Fieldwork provides an opportunity for GC students to learn about the comprehensive diagnosis and management of patients from different perspectives. Students will experience key features of clinical care such as counseling, communication and education, and management skills as well as key features of nonclinical care such as variant interpretation, lab stewardship, and patient advocacy. Fieldwork also provides an opportunity for students to improve their skills in contracting, medical and family history taking, risk assessment, genetics education, pre- and post-test counseling, facilitating decision making, results disclosure, and clinical documentation.

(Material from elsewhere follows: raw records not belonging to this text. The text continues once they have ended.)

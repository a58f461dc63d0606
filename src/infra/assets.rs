//! Embedded static asset serving.

use axum::{
    body::Body,
    extract::Path,
    http::{HeaderValue, StatusCode, header},
    response::{IntoResponse, Response},
};
use bytes::Bytes;
use include_dir::{Dir, include_dir};
use mime_guess::Mime;

use crate::application::error::ErrorReport;

static STATIC_ASSETS: Dir<'_> = include_dir!("$CARGO_MANIFEST_DIR/static");

const SOURCE: &str = "infra::assets::serve_static";

/// Serve a file from the embedded `static/` directory.
pub async fn serve_static(Path(path): Path<String>) -> Response {
    match resolve_asset(&STATIC_ASSETS, &path) {
        Some((contents, mime)) => build_response(Bytes::from_static(contents), mime),
        None => {
            let mut response = StatusCode::NOT_FOUND.into_response();
            ErrorReport::from_message(SOURCE, StatusCode::NOT_FOUND, "Static asset not found")
                .attach(&mut response);
            response
        }
    }
}

fn resolve_asset(bundle: &'static Dir<'static>, path: &str) -> Option<(&'static [u8], Mime)> {
    let candidate = path.trim_start_matches('/');
    // No directory listings and no traversal.
    if candidate.is_empty() || candidate.ends_with('/') || candidate.contains("..") {
        return None;
    }

    let file = bundle.get_file(candidate)?;
    let mime = mime_guess::from_path(candidate).first_or_octet_stream();
    Some((file.contents(), mime))
}

fn build_response(bytes: Bytes, mime: Mime) -> Response {
    let len = bytes.len();
    let mut response = Response::new(Body::from(bytes));
    *response.status_mut() = StatusCode::OK;

    let headers = response.headers_mut();
    if let Ok(value) = HeaderValue::from_str(mime.as_ref()) {
        headers.insert(header::CONTENT_TYPE, value);
    }
    if let Ok(value) = HeaderValue::from_str(&len.to_string()) {
        headers.insert(header::CONTENT_LENGTH, value);
    }
    headers.insert(
        header::CACHE_CONTROL,
        HeaderValue::from_static("public, max-age=3600"),
    );

    response
}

Students observe clinical and nonclinical settings during the first year to gain an understanding of the various roles of a genetic counselor. Generally, there is one observation per week during Fall 1 and Spring 1. Students continue their progress towards competency in the ACGC Practice-Based Competencies via second year participatory fieldwork, which encompasses five rotations spread across Summer 1, Fall 2, and Spring 2. Students will participate in a genetic counseling (or related) clinical or non-clinical setting for two-four full days per week (depending on semester, setting, and supervisor availability/preference). Each fieldwork placement will be four-seven weeks (depending on how many days per week), and students will have one-two placements per semester. The fieldwork will include several core (prenatal, pediatrics, cancer) and specialty (cardiogenetics, neurology, endocrine) genetic counseling clinics in addition to non-clinical settings (laboratory, research, advocacy, industry, public health).